» Aim of the task: Return each line of the entries that holds the string "Returns".

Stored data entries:
_ _ _ _

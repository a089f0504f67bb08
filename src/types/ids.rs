// src/types/ids.rs
use super::ValidationError;
use once_cell::sync::Lazy;
use regex::Regex;
use serde::{Deserialize, Serialize};
use std::fmt;
use std::marker::PhantomData;
use uuid::Uuid;

/// Strong typing for IDs with phantom types
#[derive(Debug, Clone, PartialEq, Eq, Hash)]
pub struct Id<T> {
    value: String,
    _phantom: PhantomData<T>,
}

/// Marker types for different ID kinds
#[derive(Debug, Clone, Copy, PartialEq, Eq)]
pub struct PageMarker;

#[derive(Debug, Clone, Copy, PartialEq, Eq)]
pub struct BlockMarker;

#[derive(Debug, Clone, Copy, PartialEq, Eq)]
pub struct DatabaseMarker;

#[derive(Debug, Clone, Copy, PartialEq, Eq)]
pub struct DataSourceMarker;

/// Type aliases for specific ID types
pub type PageId = Id<PageMarker>;
pub type BlockId = Id<BlockMarker>;
pub type DatabaseId = Id<DatabaseMarker>;
pub type DataSourceId = Id<DataSourceMarker>;

impl<T> Id<T> {
    /// Parse various Notion ID formats into a normalized ID
    pub fn parse(input: &str) -> Result<Self, ValidationError> {
        let normalized = NotionId::parse(input)?;
        Ok(Self {
            value: normalized.0,
            _phantom: PhantomData,
        })
    }

    /// Create an ID from an already normalized string (internal use)
    pub(crate) fn from_normalized(value: String) -> Self {
        Self {
            value,
            _phantom: PhantomData,
        }
    }

    /// Create a new random v4 UUID ID
    #[allow(dead_code)]
    pub fn new_v4() -> Self {
        let uuid = Uuid::new_v4();
        Self {
            value: uuid.as_simple().to_string(),
            _phantom: PhantomData,
        }
    }

    /// Get the ID as a string reference
    pub fn as_str(&self) -> &str {
        &self.value
    }

    /// Get the hyphenated UUID form for API calls
    pub fn to_hyphenated(&self) -> String {
        hyphenate(&self.value)
    }
}

impl<T> fmt::Display for Id<T> {
    fn fmt(&self, f: &mut fmt::Formatter<'_>) -> fmt::Result {
        write!(f, "{}", self.value)
    }
}

impl<T> Serialize for Id<T> {
    fn serialize<S>(&self, serializer: S) -> Result<S::Ok, S::Error>
    where
        S: serde::Serializer,
    {
        self.value.serialize(serializer)
    }
}

impl<'de, T> Deserialize<'de> for Id<T> {
    fn deserialize<D>(deserializer: D) -> Result<Self, D::Error>
    where
        D: serde::Deserializer<'de>,
    {
        let value = String::deserialize(deserializer)?;
        Ok(Self::from_normalized(value))
    }
}

/// A general-purpose Notion ID that can represent any type of object.
/// Stores the non-hyphenated lowercase form internally.
#[derive(Debug, Clone, PartialEq, Eq, Hash)]
pub struct NotionId(String);

impl NotionId {
    /// Returns the canonical non-hyphenated ID.
    pub fn as_str(&self) -> &str {
        &self.0
    }

    /// Returns the hyphenated UUID format for API compatibility.
    pub fn to_hyphenated(&self) -> String {
        hyphenate(&self.0)
    }

    /// Creates a NotionId from a validated hex string.
    fn from_hex(hex: &str) -> Result<Self, ValidationError> {
        if hex.len() == 32 && hex.chars().all(|c| c.is_ascii_hexdigit()) {
            Ok(NotionId(hex.to_lowercase()))
        } else {
            Err(ValidationError::InvalidId(format!(
                "Invalid Notion ID format: {}",
                hex
            )))
        }
    }

    /// Parses various Notion ID formats: dashed UUID, 32-char hex, notion.so URL.
    pub fn parse(input: &str) -> Result<Self, ValidationError> {
        let cleaned = input.trim().trim_end_matches('/');

        // 1. UUID format with dashes
        if let Ok(uuid) = Uuid::parse_str(cleaned) {
            return Ok(NotionId(uuid.as_simple().to_string()));
        }

        // 2. Direct 32-char hex ID
        if cleaned.len() == 32 && cleaned.chars().all(|c| c.is_ascii_hexdigit()) {
            return Self::from_hex(cleaned);
        }

        // 3. Extract from URLs
        if cleaned.contains("notion") {
            return Self::extract_from_url(cleaned);
        }

        Err(ValidationError::InvalidId(format!(
            "Could not parse Notion ID from: {}",
            input
        )))
    }

    /// Extracts ID from Notion URLs.
    fn extract_from_url(url: &str) -> Result<Self, ValidationError> {
        static ID_REGEX: Lazy<Regex> = Lazy::new(|| {
            Regex::new(
                r"(?:[/-])([a-fA-F0-9]{32}|[a-fA-F0-9]{8}-[a-fA-F0-9]{4}-[a-fA-F0-9]{4}-[a-fA-F0-9]{4}-[a-fA-F0-9]{12})(?:[/?#]|$)",
            )
            .expect("Failed to compile Notion ID regex - this is a bug in the code")
        });

        if let Some(captures) = ID_REGEX.captures(url) {
            if let Some(id_match) = captures.get(1) {
                let id = id_match.as_str().replace('-', "");
                return Self::from_hex(&id);
            }
        }

        Err(ValidationError::InvalidId(format!(
            "No valid ID found in URL: {}",
            url
        )))
    }
}

impl fmt::Display for NotionId {
    fn fmt(&self, f: &mut fmt::Formatter<'_>) -> fmt::Result {
        write!(f, "{}", self.0)
    }
}

impl Serialize for NotionId {
    fn serialize<S>(&self, serializer: S) -> Result<S::Ok, S::Error>
    where
        S: serde::Serializer,
    {
        self.0.serialize(serializer)
    }
}

impl<'de> Deserialize<'de> for NotionId {
    fn deserialize<D>(deserializer: D) -> Result<Self, D::Error>
    where
        D: serde::Deserializer<'de>,
    {
        let s = String::deserialize(deserializer)?;
        NotionId::parse(&s).map_err(serde::de::Error::custom)
    }
}

// Conversions from specific ID types to NotionId. The API accepts
// either form; normalization happens when the value is used in a path.
impl<T> From<Id<T>> for NotionId {
    fn from(id: Id<T>) -> Self {
        NotionId(id.value)
    }
}

impl<T> From<&Id<T>> for NotionId {
    fn from(id: &Id<T>) -> Self {
        NotionId(id.value.clone())
    }
}

/// Inserts UUID dashes into a 32-char hex ID; passes other forms through.
fn hyphenate(value: &str) -> String {
    if value.len() == 32 && !value.contains('-') {
        format!(
            "{}-{}-{}-{}-{}",
            &value[0..8],
            &value[8..12],
            &value[12..16],
            &value[16..20],
            &value[20..32]
        )
    } else {
        value.to_string()
    }
}

#[cfg(test)]
mod tests {
    use super::*;

    #[test]
    fn test_id_parsing() {
        // Test direct ID
        let id = DatabaseId::parse("550e8400e29b41d4a716446655440000").unwrap();
        assert_eq!(id.as_str(), "550e8400e29b41d4a716446655440000");

        // Test dashed ID
        let id = DatabaseId::parse("550e8400-e29b-41d4-a716-446655440000").unwrap();
        assert_eq!(id.as_str(), "550e8400e29b41d4a716446655440000");

        // Test URL
        let id =
            DatabaseId::parse("https://www.notion.so/My-Blog-550e8400e29b41d4a716446655440000")
                .unwrap();
        assert_eq!(id.as_str(), "550e8400e29b41d4a716446655440000");
    }

    #[test]
    fn test_invalid_ids() {
        assert!(DatabaseId::parse("too-short").is_err());
        assert!(DatabaseId::parse("not-hex-chars-00000000000000000").is_err());
        assert!(DatabaseId::parse("").is_err());
    }

    #[test]
    fn test_to_hyphenated() {
        let id = PageId::parse("550e8400e29b41d4a716446655440000").unwrap();
        assert_eq!(id.to_hyphenated(), "550e8400-e29b-41d4-a716-446655440000");
    }

    #[test]
    fn notion_id_from_typed_id() {
        let page = PageId::parse("550e8400e29b41d4a716446655440000").unwrap();
        let generic = NotionId::from(&page);
        assert_eq!(generic.as_str(), page.as_str());
    }
}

_ _ _ _

» Solution for this task:
    /// Returns the canonical non-hyphenated ID.
    /// Returns the hyphenated UUID format for API compatibility.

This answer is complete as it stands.